Donc, la raison ne peut avoir qu'un rôle préparatoire et secondaire pour conquérir la pleine vérité (par exemple, en démontrant l'existence de Dieu et de la Providence). Il existe une lumière de secours, une révélation extérieure qui nous montre la voie du salut.
b) Saint Augustin constate d'abord que cette aide n'est pas adressée directement à chaque conscience individuelle: le mal étant public, il faut un remède public. Un second syllogisme le lui fait trouver dans l'Église:
Il faudrait nier Dieu et la Providence si une société prétendant à tort posséder cette révélation avait pu faire la conquête du genre humain.

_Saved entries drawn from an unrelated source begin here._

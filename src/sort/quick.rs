//! Quicksort with Lomuto partitioning.

use std::time::Duration;

use crate::record::Record;
use crate::utils::timed;

/// Sort records ascending by name with quicksort, choosing the last
/// element of each sub-range as pivot (Lomuto scheme). Not stable;
/// average O(n log n), worst case O(n^2) on already-sorted input.
///
/// Sub-ranges are processed from an explicit stack rather than by
/// recursion, so adversarial input cannot overflow the call stack.
pub fn quick_sort(mut records: Vec<Record>) -> (Vec<Record>, Duration) {
    timed(move || {
        if records.len() > 1 {
            let mut ranges = vec![(0, records.len() - 1)];
            while let Some((lo, hi)) = ranges.pop() {
                let pivot = partition(&mut records, lo, hi);
                if pivot > lo + 1 {
                    ranges.push((lo, pivot - 1));
                }
                if pivot + 1 < hi {
                    ranges.push((pivot + 1, hi));
                }
            }
        }
        records
    })
}

/// Partition `records[lo..=hi]` around the name at `hi`, returning the
/// pivot's final resting index. Everything left of it compares strictly
/// less than the pivot name.
fn partition(records: &mut [Record], lo: usize, hi: usize) -> usize {
    let mut boundary = lo;
    for j in lo..hi {
        if records[j].name < records[hi].name {
            records.swap(boundary, j);
            boundary += 1;
        }
    }
    records.swap(boundary, hi);
    boundary
}

#[cfg(test)]
mod tests {
    use super::*;

    fn book(lines: &[&str]) -> Vec<Record> {
        lines.iter().map(|l| Record::parse(l)).collect()
    }

    #[test]
    fn test_partition_places_pivot() {
        let mut records = book(&["1 Delta", "2 Alpha", "3 Echo", "4 Bravo", "5 Charlie"]);
        let hi = records.len() - 1;
        let p = partition(&mut records, 0, hi);
        assert_eq!(records[p].name, "Charlie");
        for r in &records[..p] {
            assert!(r.name < records[p].name);
        }
        for r in &records[p + 1..] {
            assert!(r.name >= records[p].name);
        }
    }

    #[test]
    fn test_quick_sort_reverse_input() {
        let (sorted, _) = quick_sort(book(&["1 Zed", "2 Mike", "3 Echo", "4 Alpha"]));
        let names: Vec<_> = sorted.iter().map(|r| r.name.as_str()).collect();
        assert_eq!(names, vec!["Alpha", "Echo", "Mike", "Zed"]);
    }
}
//! Synthetic phonebook and query data.
//!
//! The reference tool ran against fixed asset files; for reproducible
//! benchmarking this module generates equivalent data on demand. Seeded
//! generation keeps runs comparable.

use rand::rngs::StdRng;
use rand::seq::IndexedRandom;
use rand::{Rng, SeedableRng};

const FIRST_NAMES: &[&str] = &[
    "Alice", "Bob", "Carol", "Daniel", "Erin", "Frank", "Gina", "Henry", "Irene", "Jack",
    "Karen", "Liam", "Mona", "Nate", "Olga", "Peter", "Quinn", "Rosa", "Sam", "Tina",
    "Ulrich", "Vera", "Walter", "Xenia", "Yusuf", "Zoe",
];

const LAST_NAMES: &[&str] = &[
    "Adams", "Brown", "Clark", "Dale", "Engel", "Field", "Gray", "Hill", "Ito", "Jones",
    "Klein", "Lee", "Moore", "Nash", "Olsen", "Price", "Quist", "Reyes", "Smith", "Tran",
    "Unger", "Vance", "White", "Xu", "Young", "Zimmer",
];

/// Deterministic generator for phonebook lines and query lists.
pub struct DataGen {
    rng: StdRng,
}

impl DataGen {
    pub fn new(seed: u64) -> Self {
        Self {
            rng: StdRng::seed_from_u64(seed),
        }
    }

    fn name(&mut self) -> String {
        let first = FIRST_NAMES.choose(&mut self.rng).unwrap();
        let last = LAST_NAMES.choose(&mut self.rng).unwrap();
        format!("{first} {last}")
    }

    /// Generate `entries` phonebook lines in the `<number> <name>` format.
    /// Duplicate names are possible, as in real directories.
    pub fn phonebook(&mut self, entries: usize) -> Vec<String> {
        (0..entries)
            .map(|_| {
                let number: i64 = self.rng.random_range(100_000..10_000_000);
                format!("{} {}", number, self.name())
            })
            .collect()
    }

    /// Generate `queries` target names. Roughly `hit_rate` of them are
    /// drawn from the phonebook; the rest carry a suffix that no
    /// generated name contains, so they miss under every strategy.
    pub fn queries(&mut self, phonebook: &[String], queries: usize, hit_rate: f64) -> Vec<String> {
        let names: Vec<String> = phonebook
            .iter()
            .map(|line| crate::record::Record::parse(line).name)
            .collect();

        (0..queries)
            .map(|i| {
                let hit = !names.is_empty() && self.rng.random_bool(hit_rate.clamp(0.0, 1.0));
                if hit {
                    names.choose(&mut self.rng).unwrap().clone()
                } else {
                    format!("{} Nowhere{}", self.name(), i)
                }
            })
            .collect()
    }
}

#[cfg(test)]
mod tests {
    use super::*;
    use crate::record::Record;

    #[test]
    fn test_seeded_generation_is_reproducible() {
        let a = DataGen::new(7).phonebook(50);
        let b = DataGen::new(7).phonebook(50);
        assert_eq!(a, b);
    }

    #[test]
    fn test_generated_lines_parse_cleanly() {
        let book = DataGen::new(1).phonebook(100);
        for line in &book {
            let record = Record::parse(line);
            assert!(record.number >= 100_000);
            assert!(!record.name.is_empty());
        }
    }

    #[test]
    fn test_miss_queries_never_match() {
        let mut gen = DataGen::new(3);
        let book = gen.phonebook(20);
        let misses = gen.queries(&book, 10, 0.0);
        for target in &misses {
            assert!(!book.iter().any(|line| line.contains(target)));
        }
    }

    #[test]
    fn test_all_hit_queries_come_from_the_book() {
        let mut gen = DataGen::new(9);
        let book = gen.phonebook(20);
        let hits = gen.queries(&book, 10, 1.0);
        let names: Vec<String> = book.iter().map(|l| Record::parse(l).name).collect();
        for target in &hits {
            assert!(names.contains(target));
        }
    }
}
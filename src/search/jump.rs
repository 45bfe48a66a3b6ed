//! Jump search over a name-sorted sequence.

use crate::record::Record;

/// Block-skipping search for an exact name match, block size
/// floor(sqrt(n)). Advances block by block while the boundary name is
/// still less than the target, then scans backwards inside the
/// overshot block. Returns `None` for an empty sequence, when the last
/// index is reached without satisfying the bound, or when the backward
/// scan crosses into the previous block.
pub fn jump_search(target: &str, records: &[Record]) -> Option<usize> {
    if records.is_empty() {
        return None;
    }

    let last = records.len() - 1;
    let step = (records.len() as f64).sqrt().floor() as usize;
    let mut current = 0;
    let mut previous = 0;

    // Move block to block until the boundary name reaches the target.
    while records[current].name.as_str() < target {
        if current == last {
            return None;
        }
        previous = current;
        current = (current + step).min(last);
    }

    // Backwards linear scan inside the block. Stepping onto (or past)
    // the previous boundary means the target is not there: that boundary
    // already compared less than the target.
    while records[current].name.as_str() > target {
        if current == previous {
            return None;
        }
        current -= 1;
        if current == previous {
            return None;
        }
    }

    (records[current].name == target).then_some(current)
}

Or l'Église catholique a fait cette conquête dans les conditions les plus remarquables pour montrer à l'évidence son caractère divin. On ne peut rêver d'une adhésion strictement unanime; mais si l'on constate en faveur d'une doctrine de salut l'accord d'un grand nombre de peuples dispersés en divers lieux et différents de toutes manières, on se trouve en présence d'une universalité morale que rien ne limite en droit et qui représente l'humanité.
Donc l'Église catholique qui a seule conquis cette universalité, possède bien la révélation du salut et la pleine vérité: «Securus judicat orbis terrarum» [°299].
Mais ces raisons qui permettent à Augustin de retrouver la Foi de Monique, sont toutes extrinsèques et ne lui donnent pas la science de cette Foi: elles lui laissent ses erreurs matérialistes sur l'âme et sur Dieu et ses difficultés sur le problème du mal. De là, des fluctuations de pensées déconcertantes; son instruction incomplète se fait au hasard des prédications dominicales; il reçoit peu de lumière: Ambroise est absorbé par ses occupations, la Bible est insuffisante; il a lui-même peu de loisir pour approfondir ces problèmes ardus, et ce qu'il sait ne s'harmonise pas dans son esprit en une synthèse reposante. Il croit, il voudrait voir: «Fides quaerens intellectum».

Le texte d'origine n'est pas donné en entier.